• Golden Globe Awards

Oral History: Helen Hunt on First Time Directors

For over 40 years the HFPA has recorded famous and celebrated actresses, actors, and filmmakers. The world’s largest collection of its kind – over 10,000  items – is now in the Academy of Motion Pictures Arts & Sciences Margaret Herrick Library.  In 1992 we had our first press conference with Helen Hunt Mad About You – had just launched, and Hunt had a movie about to open: The Waterdance, directed by newcomers Neal Jimenez and Michael Steinberg.Working with Neal Jimenez and Mike Steinberg were interesting because they were first-time directors in the best sense of the word and were also incredibly open to Eric (Stoltz)’s and my input. I felt like the four of us were really a team and we decided together, for example, how that love scene should be shot so I never left like these guys are trying to get me to show my body. I felt like all four of us were saying how can we make this the most intimate, most poignant, sexiest scene we can make it so in that sense working with someone who had never directed before was terrific.And then you get to work with someone like Francis Coppola (she had worked with him in Peggy Sue Got Married) and you just sit there and watch him design these shots out of his mind from God knows where and do it 60 times in a row. Kind of I wish every director had to take an acting class.
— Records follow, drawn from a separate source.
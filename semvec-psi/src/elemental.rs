//! Lazily materialized elemental vectors.
//!
//! The store owns every elemental vector in an arena and maps terms to
//! arena slots. A vector is generated on first request and never changes
//! afterwards.

use std::collections::HashMap;

use semvec_vsa::random::{seeded_rng, term_rng, ElementalRng};
use semvec_vsa::{ElementalConfig, Vector, VectorKind};

use crate::config::{ElementalMethod, PsiConfig};
use crate::error::Result;

/// Memoized term to elemental-vector mapping.
///
/// # Example
///
/// ```
/// use semvec_psi::{ElementalVectorStore, PsiConfig};
///
/// let mut store = ElementalVectorStore::from_config(&PsiConfig::default())?;
/// let first = store.get_or_create("cat")?.clone();
/// assert_eq!(store.get_or_create("cat")?, &first);
/// assert_eq!(store.len(), 1);
/// # Ok::<(), semvec_psi::PsiError>(())
/// ```
#[derive(Debug, Clone)]
pub struct ElementalVectorStore {
    generation: ElementalConfig,
    method: ElementalMethod,
    seed: u64,
    rng: ElementalRng,
    vectors: Vec<(String, Vector)>,
    slots: HashMap<String, usize>,
}

impl ElementalVectorStore {
    /// Create an empty store.
    ///
    /// # Errors
    ///
    /// Returns an error if `generation` cannot produce vectors.
    pub fn new(generation: ElementalConfig, method: ElementalMethod, seed: u64) -> Result<Self> {
        generation.validate()?;
        Ok(Self {
            generation,
            method,
            seed,
            rng: seeded_rng(seed),
            vectors: Vec::new(),
            slots: HashMap::new(),
        })
    }

    /// Create an empty store from the run configuration.
    ///
    /// # Errors
    ///
    /// Returns an error if the configuration cannot produce vectors.
    pub fn from_config(config: &PsiConfig) -> Result<Self> {
        Self::new(config.elemental_config(), config.elemental_method, config.seed)
    }

    /// Return the elemental vector for `term`, generating it if unseen.
    ///
    /// # Errors
    ///
    /// Returns an error if generation fails.
    pub fn get_or_create(&mut self, term: &str) -> Result<&Vector> {
        let slot = match self.slots.get(term) {
            Some(&slot) => slot,
            None => {
                let vector = match self.method {
                    ElementalMethod::Random => self.generation.generate(&mut self.rng)?,
                    ElementalMethod::ContentHash => {
                        let mut rng = term_rng(self.seed, term);
                        self.generation.generate(&mut rng)?
                    }
                };
                let slot = self.vectors.len();
                self.vectors.push((term.to_string(), vector));
                self.slots.insert(term.to_string(), slot);
                slot
            }
        };
        Ok(&self.vectors[slot].1)
    }

    /// The elemental vector for `term`, if it has been materialized.
    #[must_use]
    pub fn get(&self, term: &str) -> Option<&Vector> {
        self.slots.get(term).map(|&slot| &self.vectors[slot].1)
    }

    /// Whether `term` has been materialized.
    #[must_use]
    pub fn contains(&self, term: &str) -> bool {
        self.slots.contains_key(term)
    }

    /// Number of materialized vectors.
    #[must_use]
    pub fn len(&self) -> usize {
        self.vectors.len()
    }

    /// True if no vector has been materialized.
    #[must_use]
    pub fn is_empty(&self) -> bool {
        self.vectors.is_empty()
    }

    /// Representation of every vector in the store.
    #[must_use]
    pub fn kind(&self) -> VectorKind {
        self.generation.kind
    }

    /// Dimension of every vector in the store.
    #[must_use]
    pub fn dimension(&self) -> usize {
        self.generation.dimension
    }

    /// Entries in creation order.
    pub fn iter(&self) -> impl Iterator<Item = (&str, &Vector)> {
        self.vectors.iter().map(|(t, v)| (t.as_str(), v))
    }
}
impl<'a, I, S> PredicationTrainer<'a, I, S>
where
    I: PredicationIndex + ?Sized,
    S: TermStats + ?Sized,
{
    /// Create a trainer over `index`, admitting and weighting terms with
    /// `stats`.
    ///
    /// # Errors
    ///
    /// Returns an error if the configuration is invalid.
    pub fn new(config: PsiConfig, index: &'a I, stats: &'a S) -> Result<Self> {
        config.validate()?;
        let elemental = ElementalVectorStore::from_config(&config)?;
        let semantic = SemanticVectorStore::new(config.vector_type, config.dimension);
        Ok(Self {
            config,
            index,
            stats,
            phase: TrainingPhase::VocabBuilding,
            elemental,
            semantic,
            report: TrainingReport::default(),
            started: None,
        })
    }

    /// Current phase.
    #[must_use]
    pub fn phase(&self) -> TrainingPhase {
        self.phase
    }

    /// Run every remaining phase and return the trained stores.
    ///
    /// # Errors
    ///
    /// Returns [`PsiError::Configuration`] if a required field holds no
    /// terms, or any vector error raised while training.
    pub fn train(mut self) -> Result<TrainedVectors> {
        loop {
            match self.phase {
                TrainingPhase::VocabBuilding => self.build_vocabulary()?,
                TrainingPhase::PredicationScanning => self.scan_predications()?,
                TrainingPhase::Finalizing => self.finalize()?,
                TrainingPhase::Done => return self.into_trained(),
            }
        }
    }

    /// Materialize elemental and semantic vectors for the admitted
    /// vocabulary.
    ///
    /// # Errors
    ///
    /// Returns [`PsiError::InvalidState`] outside the vocabulary phase and
    /// [`PsiError::Configuration`] if a field holds no terms.
    pub fn build_vocabulary(&mut self) -> Result<()> {
        self.expect_phase(TrainingPhase::VocabBuilding)?;
        self.started.get_or_insert_with(Instant::now);

        let filter = &self.config.filter;
        tracing::info!("Starting predication training");
        tracing::info!("  Documents: {}", self.index.num_documents());
        tracing::info!(
            "  Vectors: {} x {} (seed length {})",
            self.config.vector_type,
            self.config.dimension,
            self.config.seed_length
        );
        tracing::info!(
            "  Frequency window: [{}, {}], max non-alphabet chars: {}",
            filter.min_frequency,
            filter.max_frequency,
            filter.max_nonalphabet_chars
        );

        for field in Field::ARGUMENTS {
            for term in self.required_terms(field)? {
                if !self.stats.admit(field, &term) {
                    tracing::debug!("Filtered out {} term '{}'", field.role(), term);
                    continue;
                }
                if self.semantic.insert_zero(&term)? {
                    self.elemental.get_or_create(&term)?;
                }
            }
        }
        self.report.concepts = self.semantic.len();
        tracing::info!("Created {} concept vectors", self.report.concepts);

        let mut predicates = 0;
        for term in self.required_terms(Field::Predicate)? {
            if !self.stats.admit(Field::Predicate, &term) {
                tracing::debug!("Filtered out predicate term '{}'", term);
                continue;
            }
            self.elemental.get_or_create(&term)?;
            predicates += 1;
        }
        self.report.predicates = predicates;
        tracing::info!(
            "Created {} predicate vectors ({} elemental vectors in total)",
            predicates,
            self.elemental.len()
        );

        self.phase = TrainingPhase::PredicationScanning;
        Ok(())
    }

    /// Accumulate bound products from every unique predication.
    ///
    /// # Errors
    ///
    /// Returns [`PsiError::InvalidState`] outside the scanning phase, or a
    /// vector error.
    pub fn scan_predications(&mut self) -> Result<()> {
        self.expect_phase(TrainingPhase::PredicationScanning)?;
        self.started.get_or_insert_with(Instant::now);

        let index = self.index;
        let stats = self.stats;
        let builder = ContextVectorBuilder::for_store(&self.elemental);
        let keys = index.unique_keys();
        self.report.unique_predications = keys.len();
        tracing::info!("Scanning {} unique predications", keys.len());

        for (n, key) in keys.iter().enumerate() {
            let count = n + 1;
            if count % 10_000 == 0 || (count < 10_000 && count % 1000 == 0) {
                tracing::info!("{} ... ", count);
            }

            let resolved = index.representative_document(key).and_then(|doc| {
                Some((
                    index.field_tokens(doc, Field::Subject)?,
                    index.field_tokens(doc, Field::Predicate)?,
                    index.field_tokens(doc, Field::Object)?,
                ))
            });
            let Some((subject_tokens, predicate_tokens, object_tokens)) = resolved else {
                tracing::warn!("No document found for predication key '{}', skipping", key);
                self.report.skipped.missing_document += 1;
                self.report.skipped.predications += 1;
                continue;
            };

            let subject = builder.build(&self.elemental, stats, Field::Subject, subject_tokens)?;
            let predicate = builder.build(&self.elemental, stats, Field::Predicate, predicate_tokens)?;
            let object = builder.build(&self.elemental, stats, Field::Object, object_tokens)?;

            let zero: Vec<Field> = [(Field::Subject, &subject), (Field::Predicate, &predicate), (Field::Object, &object)]
                .into_iter()
                .filter(|(_, v)| v.is_zero())
                .map(|(f, _)| f)
                .collect();
            if !zero.is_empty() {
                for field in zero {
                    tracing::info!(
                        "--> {} zero\tskipping predication {} | {} | {}",
                        field.role(),
                        subject_tokens.join(" "),
                        predicate_tokens.join(" "),
                        object_tokens.join(" ")
                    );
                    self.report.skipped.record_zero(field);
                }
                self.report.skipped.predications += 1;
                continue;
            }

            let bound_so = predicate.bind(&subject)?;
            self.accumulate(Field::Object, object_tokens, &bound_so)?;

            let bound_po = predicate.bind(&object)?;
            self.accumulate(Field::Subject, subject_tokens, &bound_po)?;

            self.report.processed += 1;
        }

        tracing::info!(
            "Processed {} predications, skipped {} (subject zero {}, predicate zero {}, object zero {}, missing {})",
            self.report.processed,
            self.report.skipped.predications,
            self.report.skipped.subject_zero,
            self.report.skipped.predicate_zero,
            self.report.skipped.object_zero,
            self.report.skipped.missing_document
        );
        self.phase = TrainingPhase::Finalizing;
        Ok(())
    }

    /// Normalize every semantic vector.
    ///
    /// # Errors
    ///
    /// Returns [`PsiError::InvalidState`] outside the finalizing phase.
    pub fn finalize(&mut self) -> Result<()> {
        self.expect_phase(TrainingPhase::Finalizing)?;
        let normalized = self.semantic.finalize();
        tracing::info!("Normalized {} semantic vectors", normalized);
        self.phase = TrainingPhase::Done;
        Ok(())
    }

    /// Take the trained stores.
    ///
    /// # Errors
    ///
    /// Returns [`PsiError::InvalidState`] unless training is done.
    pub fn into_trained(mut self) -> Result<TrainedVectors> {
        self.expect_phase(TrainingPhase::Done)?;
        self.report.elapsed = self.started.map_or(Duration::ZERO, |t| t.elapsed());
        tracing::info!("Training finished in {:.2}s", self.report.elapsed.as_secs_f64());
        Ok(TrainedVectors {
            elemental: self.elemental,
            semantic: self.semantic,
            report: self.report,
        })
    }

    /// Superpose `bound` into the semantic vector of every known token.
    fn accumulate(&mut self, field: Field, tokens: &[String], bound: &semvec_vsa::Vector) -> Result<()> {
        for token in tokens {
            let weight = self.stats.global_weight(field, token);
            if let Some(target) = self.semantic.get_mut(token)? {
                target.superpose(bound, weight)?;
            }
        }
        Ok(())
    }

    fn required_terms(&self, field: Field) -> Result<Vec<String>> {
        self.index.terms_for_field(field).map_err(|e| match e {
            PsiError::NoTermsForField(name) => PsiError::Configuration {
                field: name,
                reason: "the predication index holds no terms for this field".into(),
            },
            other => other,
        })
    }

    fn expect_phase(&self, expected: TrainingPhase) -> Result<()> {
        if self.phase != expected {
            return Err(PsiError::InvalidState(format!(
                "expected phase {expected}, trainer is in {}",
                self.phase
            )));
        }
        Ok(())
    }
}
That’s what my secret wish is because, you know, the first thing is that they have to know what they want and the second thing is to know how to tell an actor how to do it or how to get there and it’s very rare that you have the second thing and that’s what you learn in acting class. If a director says well, I want you to be more sad, that’s not a great direction but if you’ve been in an acting class you can translate that into something you can do.”